DATA SUPPLIED:
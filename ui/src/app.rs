use bookshelf_business::{AuthGate, GateOutcome, Route, SubmissionState, abandon_login};
use egui::Ui;

use crate::{
    pages,
    state::{SESSION_KEY, State},
};

pub struct BookshelfApp {
    state: State,
    gate: AuthGate,
    // Page rendered by the previous pass, used to notice the sign-in page going away.
    shown: Option<Route>,
}

impl BookshelfApp {
    /// Called once before the first frame.
    pub fn new(state: State) -> Self {
        Self {
            state,
            gate: AuthGate::default(),
            shown: None,
        }
    }

    pub fn state(&self) -> &State {
        &self.state
    }

    pub fn state_mut(&mut self) -> &mut State {
        &mut self.state
    }

    /// One render pass: apply command results, run the gate, then draw the current page.
    pub fn ui(&mut self, ui: &mut Ui) {
        self.state.ctx.sync_computes();

        if let GateOutcome::Redirected(to) = self.gate.evaluate(&mut self.state.ctx) {
            log::info!("redirected to {}, skipping this pass", to.path());
            ui.ctx().request_repaint();
            return;
        }

        let route = *self.state.ctx.state::<Route>();
        if self.shown == Some(Route::Login) && route != Route::Login {
            abandon_login(&mut self.state.ctx);
        }
        self.shown = Some(route);

        match route {
            Route::Login => pages::login_page(&mut self.state, ui),
            Route::Library => pages::library_page(&mut self.state, ui),
            Route::ForgetPassword => pages::forget_password_page(&mut self.state, ui),
            Route::Register => pages::register_page(&mut self.state, ui),
        };

        let loading = self
            .state
            .ctx
            .cached::<SubmissionState>()
            .is_some_and(|s| s.loading);
        if loading || self.state.ctx.task_count() > 0 {
            ui.ctx().request_repaint();
        }
    }
}

impl eframe::App for BookshelfApp {
    /// Called each time the UI needs repainting, which may be many times per second.
    fn update(&mut self, ctx: &egui::Context, _frame: &mut eframe::Frame) {
        egui::CentralPanel::default().show(ctx, |ui| self.ui(ui));
    }

    fn save(&mut self, storage: &mut dyn eframe::Storage) {
        eframe::set_value(storage, SESSION_KEY, &self.state.session());
    }
}
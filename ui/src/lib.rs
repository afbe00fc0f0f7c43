#![warn(clippy::all, rust_2018_idioms)]

pub mod app;
pub mod pages;
pub mod state;
pub mod utils;
pub mod widgets;

pub use app::BookshelfApp;
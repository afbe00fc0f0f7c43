//! Keeps signed-in users off the sign-in page.
//!
//! The gate is re-evaluated only when the session or the route changed since
//! its last run, never from a timer.

use bookshelf_states::StateCtx;
use log::info;

use crate::{Route, Session};

#[derive(Debug, Clone, Copy, PartialEq, Eq)]
pub enum GateOutcome {
    /// The route was changed; the caller must not render the old page this pass.
    Redirected(Route),
    Stay,
    /// Neither session nor route changed since the last evaluation.
    Unchanged,
}

pub fn check_and_redirect(session: &Session, route: &mut Route) -> GateOutcome {
    if *route == Route::Login && session.is_authenticated() {
        *route = Route::Library;
        return GateOutcome::Redirected(Route::Library);
    }
    GateOutcome::Stay
}

#[derive(Debug, Default)]
pub struct AuthGate {
    last_seen: Option<(u64, u64)>,
}

impl AuthGate {
    pub fn evaluate(&mut self, ctx: &mut StateCtx) -> GateOutcome {
        let key = (ctx.revision::<Session>(), ctx.revision::<Route>());
        if self.last_seen == Some(key) {
            return GateOutcome::Unchanged;
        }

        let session = ctx.cached::<Session>().cloned().unwrap_or_default();
        let mut route = *ctx.state::<Route>();
        let outcome = check_and_redirect(&session, &mut route);

        if let GateOutcome::Redirected(to) = outcome {
            info!("AuthGate: session present, redirecting to {}", to.path());
            *ctx.state_mut::<Route>() = route;
        }

        self.last_seen = Some((ctx.revision::<Session>(), ctx.revision::<Route>()));
        outcome
    }
}

#[cfg(test)]
mod tests {
    use super::*;
    use crate::write_session;

    fn ctx() -> StateCtx {
        let mut ctx = StateCtx::new();
        ctx.add_state(Route::default());
        ctx.record_compute(Session::default());
        ctx
    }

    #[test]
    fn no_token_stays_on_login() {
        let mut route = Route::Login;
        assert_eq!(
            check_and_redirect(&Session::default(), &mut route),
            GateOutcome::Stay
        );
        assert_eq!(route, Route::Login);
    }

    #[test]
    fn empty_token_stays_on_login() {
        let mut route = Route::Login;
        assert_eq!(check_and_redirect(&Session::new(""), &mut route), GateOutcome::Stay);
    }

    #[test]
    fn token_redirects_from_login_to_library() {
        let mut route = Route::Login;
        assert_eq!(
            check_and_redirect(&Session::new("abc"), &mut route),
            GateOutcome::Redirected(Route::Library)
        );
        assert_eq!(route, Route::Library);
    }

    #[test]
    fn token_does_not_move_other_pages() {
        for start in [Route::Library, Route::Register, Route::ForgetPassword] {
            let mut route = start;
            assert_eq!(check_and_redirect(&Session::new("abc"), &mut route), GateOutcome::Stay);
            assert_eq!(route, start);
        }
    }

    #[test]
    fn evaluate_runs_once_per_transition() {
        let mut ctx = ctx();
        let mut gate = AuthGate::default();

        assert_eq!(gate.evaluate(&mut ctx), GateOutcome::Stay);
        assert_eq!(gate.evaluate(&mut ctx), GateOutcome::Unchanged);

        write_session(&ctx, Some("abc".to_string()));
        ctx.sync_computes();

        assert_eq!(gate.evaluate(&mut ctx), GateOutcome::Redirected(Route::Library));
        assert_eq!(*ctx.state::<Route>(), Route::Library);
        assert_eq!(gate.evaluate(&mut ctx), GateOutcome::Unchanged);
    }

    #[test]
    fn returning_to_login_while_signed_in_redirects_again() {
        let mut ctx = ctx();
        let mut gate = AuthGate::default();
        write_session(&ctx, Some("abc".to_string()));
        ctx.sync_computes();
        assert_eq!(gate.evaluate(&mut ctx), GateOutcome::Redirected(Route::Library));

        crate::navigate(&mut ctx, Route::Login);

        assert_eq!(gate.evaluate(&mut ctx), GateOutcome::Redirected(Route::Library));
    }
}
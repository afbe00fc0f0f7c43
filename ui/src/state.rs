use bookshelf_business::{BusinessConfig, Session, build_state_ctx, write_session};
use bookshelf_states::StateCtx;
use log::{error, info};

/// eframe storage key of the persisted [`Session`].
pub const SESSION_KEY: &str = "bookshelf_session";

/// The main application state.
pub struct State {
    pub ctx: StateCtx,
}

impl Default for State {
    fn default() -> Self {
        let config = BusinessConfig::from_env().unwrap_or_else(|e| {
            error!("{e}, falling back to build defaults");
            BusinessConfig::default()
        });

        Self {
            ctx: build_state_ctx(config),
        }
    }
}

impl State {
    pub fn test(base_url: String) -> Self {
        Self {
            ctx: build_state_ctx(BusinessConfig::new(base_url)),
        }
    }

    /// Puts a session loaded from storage back into the context.
    pub fn restore_session(&mut self, session: Session) {
        if session.is_authenticated() {
            info!("restoring persisted session");
        }
        write_session(&self.ctx, session.token);
        self.ctx.sync_computes();
    }

    pub fn session(&self) -> Session {
        self.ctx.cached::<Session>().cloned().unwrap_or_default()
    }
}
//! One module per route.

mod forget_password_page;
mod library_page;
mod login_page;
mod register_page;

pub use forget_password_page::forget_password_page;
pub use library_page::library_page;
pub use login_page::login_page;
pub use register_page::register_page;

TASK GOAL:
Above are the records. Identify each line that contains the word "path".

SOLVED PROBLEM:
            log::info!("redirected to {}, skipping this pass", to.path());
            info!("AuthGate: session present, redirecting to {}", to.path());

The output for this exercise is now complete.